PROBLEM DETAILS →
Search the records that follow and extract every line containing the string "HashSet".

++++++++

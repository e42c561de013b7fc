use std::fmt;
use std::sync::Arc;

use clap::Arg;

use crate::app::CliError;
use crate::commands::flag::{Flag, FlagDescriptor};
use crate::context::Context;

/// Id of the positional arguments of a command declaring `args_usage`
pub const ARGS_ID: &str = "args";

/// Handler run when a command is invoked
pub type ActionFn = Arc<dyn Fn(&Context<'_>) -> Result<(), CliError> + Send + Sync>;

/// What a command does when it is the invoked leaf
#[derive(Clone, Default)]
pub enum Action {
    Run(ActionFn),
    /// Nothing to run, the command only groups children
    #[default]
    ShowHelp,
}

impl Action {
    pub fn run<F>(handler: F) -> Self
    where
        F: Fn(&Context<'_>) -> Result<(), CliError> + Send + Sync + 'static,
    {
        Action::Run(Arc::new(handler))
    }

    #[must_use]
    pub fn is_runnable(&self) -> bool {
        matches!(self, Action::Run(_))
    }
}

impl fmt::Debug for Action {
    fn fmt(&self, f: &mut fmt::Formatter<'_>) -> fmt::Result {
        match self {
            Action::Run(_) => f.write_str("Run(..)"),
            Action::ShowHelp => f.write_str("ShowHelp"),
        }
    }
}

/// A named, executable node in the command tree
#[derive(Debug, Clone, Default)]
pub struct CommandNode {
    pub name: String,
    pub aliases: Vec<String>,
    pub usage: String,
    /// Label of the trailing positional arguments, if the command takes any
    pub args_usage: Option<String>,
    pub action: Action,
    pub flags: Vec<Flag>,
    pub children: Vec<CommandNode>,
    /// Suppress the parser's built-in help flag
    pub hide_help: bool,
    /// Keep the command out of help listings
    pub hidden: bool,
}

impl CommandNode {
    #[must_use]
    pub fn new(name: &str, usage: &str) -> Self {
        CommandNode {
            name: name.to_string(),
            usage: usage.to_string(),
            ..Default::default()
        }
    }

    #[must_use]
    pub fn alias(mut self, alias: &str) -> Self {
        self.aliases.push(alias.to_string());
        self
    }

    #[must_use]
    pub fn args_usage(mut self, label: &str) -> Self {
        self.args_usage = Some(label.to_string());
        self
    }

    #[must_use]
    pub fn action(mut self, action: Action) -> Self {
        self.action = action;
        self
    }

    #[must_use]
    pub fn flag(mut self, flag: impl Into<Flag>) -> Self {
        self.flags.push(flag.into());
        self
    }

    #[must_use]
    pub fn child(mut self, child: CommandNode) -> Self {
        self.children.push(child);
        self
    }

    #[must_use]
    pub fn hidden(mut self) -> Self {
        self.hidden = true;
        self
    }

    /// Whether `name` is this command's name or one of its aliases
    #[must_use]
    pub fn answers_to(&self, name: &str) -> bool {
        self.name == name || self.aliases.iter().any(|a| a == name)
    }

    #[must_use]
    pub fn find_child(&self, name: &str) -> Option<&CommandNode> {
        self.children.iter().find(|child| child.answers_to(name))
    }

    /// Returns this node followed by every descendant, depth first
    #[must_use]
    pub fn all_nodes(&self) -> Vec<&CommandNode> {
        std::iter::once(self)
            .chain(self.children.iter().flat_map(CommandNode::all_nodes))
            .collect()
    }

    #[must_use]
    pub fn flag_names(&self) -> Vec<&str> {
        self.flags.iter().map(FlagDescriptor::name).collect()
    }

    /// Build the parser definition of this subtree
    #[must_use]
    pub fn to_clap(&self) -> clap::Command {
        let mut cmd = clap::Command::new(self.name.clone())
            .about(self.usage.clone())
            .visible_aliases(self.aliases.clone())
            .hide(self.hidden)
            .disable_help_subcommand(true)
            .disable_version_flag(true)
            .disable_help_flag(self.hide_help)
            .args(self.flags.iter().map(FlagDescriptor::to_arg));
        if let Some(label) = &self.args_usage {
            cmd = cmd.arg(Arg::new(ARGS_ID).value_name(label.clone()).num_args(0..));
        }
        cmd.subcommands(self.children.iter().map(CommandNode::to_clap))
    }
}
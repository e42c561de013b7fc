//! Core of the Gantry command-line bootstrapper
//!
//! Gantry builds a tree of subcommands on top of `clap` and propagates a set of
//! global flags (`--work-path`, `--custom-path`, `--config`) to every command.
//! Those flags may be given at any level of an invocation, and the level
//! closest to the invoked command wins. Every command also gets a `help`
//! subcommand that knows which command of the invocation to document and
//! reports the resolved paths.
//!
//! ```no_run
//! use gantry::{Action, App, CommandNode};
//!
//! let app = App::builder("gantry")
//!     .command(CommandNode::new("web", "Start the web server").action(Action::run(|ctx| {
//!         log::info!("config file: {:?}", ctx.paths().map(|p| &p.custom_conf));
//!         Ok(())
//!     })))
//!     .default_command("web")
//!     .build()?;
//! app.run(std::env::args_os())?;
//! # Ok::<(), gantry::CliError>(())
//! ```

pub mod app;
pub mod commands;
pub mod context;
pub mod help;
pub mod logger;
pub mod resolve;
pub mod settings;
pub mod validate;

pub use app::{App, AppBuilder, CliError};
pub use commands::flag::{BoolFlag, Flag, FlagDescriptor, StringFlag};
pub use commands::node::{Action, CommandNode};
pub use context::Context;
pub use settings::AppPaths;
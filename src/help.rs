//! Contextual help: documents the command a `help` invocation refers to and
//! reports the paths the application resolved.

use log::debug;

use crate::app::CliError;
use crate::commands::node::{Action, CommandNode};
use crate::context::Context;
use crate::settings::AppPaths;

pub const HELP_COMMAND: &str = "help";

/// Our own help command, showing the resolved default paths after the usage
#[must_use]
pub fn help_command() -> CommandNode {
    CommandNode::new(HELP_COMMAND, "Shows a list of commands or help for one command")
        .alias("h")
        .args_usage("command")
        .action(Action::run(show_help))
}

/// Footer listing the resolved paths
#[must_use]
pub fn default_configuration(paths: &AppPaths) -> String {
    format!(
        "
DEFAULT CONFIGURATION:
   AppPath:    {}
   WorkPath:   {}
   CustomPath: {}
   ConfigFile: {}

",
        paths.app_path.display(),
        paths.work_path.display(),
        paths.custom_path.display(),
        paths.custom_conf.display()
    )
}

/// Show help for the command the invocation refers to.
///
/// The lineage runs from the executing command to the root. When the
/// executing command is `help` itself, the command to document is its parent
/// (index 1), otherwise the executing command (index 0). A target with a
/// command above it gets its own help, the root gets the application help.
/// Topics given to `help` (`app help web`) are looked up below the target.
///
/// # Errors
///
/// Returns `CliError::MalformedLineage` if the lineage is too short,
/// `CliError::UnknownHelpTopic` for a topic that names no command, and
/// `CliError::Io` if the help can't be written.
pub fn show_help(ctx: &Context<'_>) -> Result<(), CliError> {
    let lineage = ctx.lineage();
    let target_idx = usize::from(ctx.command().name == HELP_COMMAND);
    if lineage.get(target_idx).is_none() {
        return Err(CliError::MalformedLineage(format!(
            "`{}` has no command at index {target_idx} to document",
            ctx.command().name
        )));
    }

    // Path from below the root down to the target, empty when the target is the root
    let mut topic: Vec<String> = if lineage.get(target_idx + 1).is_some() {
        lineage
            .iter()
            .skip(target_idx)
            .rev()
            .skip(1)
            .map(|frame| frame.command.name.clone())
            .collect()
    } else {
        Vec::new()
    };
    if target_idx == 1 {
        topic.extend(ctx.args());
    }

    let rendered = render(ctx, &topic);
    let paths = ctx.paths().cloned().unwrap_or_default();
    if let Err(e) = write!(ctx.writer(), "{}", default_configuration(&paths)) {
        debug!("Unable to write the default configuration: {e}");
    }
    rendered
}

fn render(ctx: &Context<'_>, topic: &[String]) -> Result<(), CliError> {
    let mut command = ctx.parser();
    for name in topic {
        command = command
            .find_subcommand(name)
            .ok_or_else(|| CliError::UnknownHelpTopic(name.clone()))?;
    }
    let help = command.clone().render_help();
    write!(ctx.writer(), "{help}")?;
    Ok(())
}
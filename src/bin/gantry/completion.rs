use clap_complete::Shell;

use gantry::{Action, CliError, CommandNode};

pub fn command() -> CommandNode {
    CommandNode::new("completion", "Print the shell completion script")
        .args_usage("shell")
        .action(Action::run(|ctx| {
            let name = ctx
                .args()
                .into_iter()
                .next()
                .ok_or_else(|| CliError::Handler("missing shell, eg: bash, zsh, fish".into()))?;
            let shell: Shell = name.parse().map_err(|e: String| CliError::Handler(e.into()))?;
            ctx.write_completion(shell);
            Ok(())
        }))
}
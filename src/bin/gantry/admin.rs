use gantry::{Action, BoolFlag, CliError, CommandNode, Context, StringFlag};

const FLAG_USERNAME: &str = "username";
const FLAG_EMAIL: &str = "email";
const FLAG_ADMIN: &str = "admin";

pub fn command() -> CommandNode {
    CommandNode::new("admin", "Command line interface to perform common administrative operations")
        .child(
            CommandNode::new("user", "Modify users")
                .child(create())
                .child(
                    CommandNode::new("list", "List users")
                        .alias("ls")
                        .action(Action::run(list)),
                ),
        )
}

fn create() -> CommandNode {
    CommandNode::new("create", "Create a new user in database")
        .flag(StringFlag::new(FLAG_USERNAME, &["u"], "Username"))
        .flag(StringFlag::new(FLAG_EMAIL, &[], "User email address"))
        .flag(BoolFlag::new(FLAG_ADMIN, &[], "User is an admin"))
        .action(Action::run(|ctx| {
            let username = ctx
                .string(FLAG_USERNAME)
                .ok_or_else(|| CliError::Handler("--username is required".into()))?;
            let email = ctx.string(FLAG_EMAIL).unwrap_or_default();
            let role = if ctx.bool(FLAG_ADMIN) { "admin" } else { "user" };
            writeln!(ctx.writer(), "created {role} {username} <{email}>")?;
            Ok(())
        }))
}

fn list(ctx: &Context<'_>) -> Result<(), CliError> {
    let conf = ctx
        .paths()
        .map(|paths| paths.custom_conf.display().to_string())
        .unwrap_or_default();
    writeln!(ctx.writer(), "users from {conf}")?;
    Ok(())
}
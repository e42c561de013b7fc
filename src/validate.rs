//! Build-time check of the flag names in a command tree

use std::collections::HashSet;

use log::error;
use thiserror::Error;

use crate::commands::flag::{ALIAS_SEPARATOR, FlagDescriptor};
use crate::commands::node::CommandNode;

/// A flag declaration the parser would handle wrongly
#[derive(Error, Debug, Clone, PartialEq, Eq)]
pub enum FlagViolation {
    /// Aliases belong in `aliases`, a separator in the name is silently misparsed
    #[error("flag of `{command}` can't have a comma in its name: {flag:?}, use aliases instead")]
    SeparatorInName { command: String, flag: String },
    #[error("flag {flag:?} is declared more than once on `{command}`")]
    DuplicateName { command: String, flag: String },
    #[error("alias {alias:?} of flag {flag:?} is already taken on `{command}`")]
    DuplicateAlias {
        command: String,
        flag: String,
        alias: String,
    },
}

/// Find every malformed flag in the tree rooted at `root`
#[must_use]
pub fn collect_flag_violations(root: &CommandNode) -> Vec<FlagViolation> {
    let mut violations = Vec::new();
    check_command(root, &mut violations);
    violations
}

/// Option as typed on the command line; single-character aliases are short options
fn alias_option(alias: &str) -> String {
    if alias.chars().count() == 1 {
        format!("-{alias}")
    } else {
        format!("--{alias}")
    }
}

fn check_command(command: &CommandNode, violations: &mut Vec<FlagViolation>) {
    let mut seen = HashSet::new();
    for flag in &command.flags {
        let name = flag.name();
        if name.contains(ALIAS_SEPARATOR) {
            violations.push(FlagViolation::SeparatorInName {
                command: command.name.clone(),
                flag: name.to_string(),
            });
        }
        if !seen.insert(format!("--{name}")) {
            violations.push(FlagViolation::DuplicateName {
                command: command.name.clone(),
                flag: name.to_string(),
            });
        }
        for alias in flag.aliases() {
            if !seen.insert(alias_option(alias)) {
                violations.push(FlagViolation::DuplicateAlias {
                    command: command.name.clone(),
                    flag: name.to_string(),
                    alias: alias.clone(),
                });
            }
        }
    }
    for child in &command.children {
        check_command(child, violations);
    }
}

/// Log every malformed flag in the tree and report whether there were none
#[must_use]
pub fn check_command_flags(root: &CommandNode) -> bool {
    let violations = collect_flag_violations(root);
    for violation in &violations {
        error!("{violation}");
    }
    violations.is_empty()
}
//! The scope boundary around one action.
//!
//! [`dispatch`] runs an action body and converts its early-exit signal
//! into the action's [`Outcome`]. Exactly one boundary is active per
//! inbound action; a nested `dispatch` absorbs its own halts and is not
//! observable from the outer one.

use timecard_core::{ActionResult, Halt, Outcome, StatusCode};

/// Run an action inside an early-exit boundary and return its outcome.
///
/// An action that returns `Ok(())` never emitted a response; that is a
/// programmer error, reported here as an internal server error rather
/// than a panic so the request still gets a well-formed reply.
pub fn dispatch<F>(action: F) -> Outcome
where
    F: FnOnce() -> ActionResult,
{
    match action() {
        Err(Halt(outcome)) => outcome,
        Ok(()) => {
            tracing::error!("action completed without emitting a response");
            Outcome::error(StatusCode::InternalServerError, "internal error")
        }
    }
}
//! Authorization gates for mutating actions.
//!
//! A gate either falls through (the action may continue) or produces a
//! terminal forbidden response as a [`Halt`]. Gates have no other side
//! effects and return no value the caller consumes; handlers invoke them
//! with `?` so a denial aborts the rest of the action.

use crate::evaluator::PermissionEvaluator;
use serde_json::Value;
use timecard_core::{Halt, Outcome, ScopedMessages, StatusCode};

/// Permission required to set or change a time boundary on a record.
pub const UPDATE_TIME_PERMISSION: &str = "update_time";
/// Permission required to book time, scoped to the time-log resource.
pub const BOOK_PERMISSION: &str = "book";
/// Resource scope for the booking permission.
pub const TIME_LOGS_SCOPE: &str = "time_logs";

/// Gates an action against an injected permission evaluator.
pub struct AuthGate<'a> {
    evaluator: &'a dyn PermissionEvaluator,
    messages: &'a ScopedMessages,
}

impl<'a> AuthGate<'a> {
    pub fn new(evaluator: &'a dyn PermissionEvaluator, messages: &'a ScopedMessages) -> Self {
        Self {
            evaluator,
            messages,
        }
    }

    /// Deny acting on another user's record.
    ///
    /// `own_record` is the caller-evaluated predicate; the gate only turns
    /// a failed predicate into the terminal forbidden response.
    pub fn authorize_foreign(&self, own_record: bool) -> Result<(), Halt> {
        if own_record {
            return Ok(());
        }
        tracing::debug!(resource = self.messages.resource(), "foreign record denied");
        Err(self.forbidden("change_others_forbidden"))
    }

    /// Require `update_time` when the parameters touch a time boundary.
    ///
    /// If `params` contains neither a `start` nor a `stop` key the check
    /// is vacuously allowed, whatever the evaluator would say.
    pub fn authorize_update_time(&self, params: Option<&Value>) -> Result<(), Halt> {
        let has_boundary = params
            .and_then(Value::as_object)
            .map(|obj| obj.contains_key("start") || obj.contains_key("stop"))
            .unwrap_or(false);

        if !has_boundary || self.evaluator.allowed_to(UPDATE_TIME_PERMISSION, None) {
            return Ok(());
        }
        tracing::debug!(
            resource = self.messages.resource(),
            permission = UPDATE_TIME_PERMISSION,
            "time boundary change denied"
        );
        Err(self.forbidden("update_time_forbidden"))
    }

    /// Require the `book` permission on the time-log resource.
    pub fn authorize_book(&self) -> Result<(), Halt> {
        if self
            .evaluator
            .allowed_to(BOOK_PERMISSION, Some(TIME_LOGS_SCOPE))
        {
            return Ok(());
        }
        tracing::debug!(
            resource = self.messages.resource(),
            permission = BOOK_PERMISSION,
            "booking denied"
        );
        Err(self.forbidden("booking_forbidden"))
    }

    fn forbidden(&self, message_key: &str) -> Halt {
        Halt(Outcome::error(
            StatusCode::Forbidden,
            self.messages.text(message_key, &[]),
        ))
    }
}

++++++++

EXPECTED ANSWER →
use std::collections::HashSet;
    let mut seen = HashSet::new();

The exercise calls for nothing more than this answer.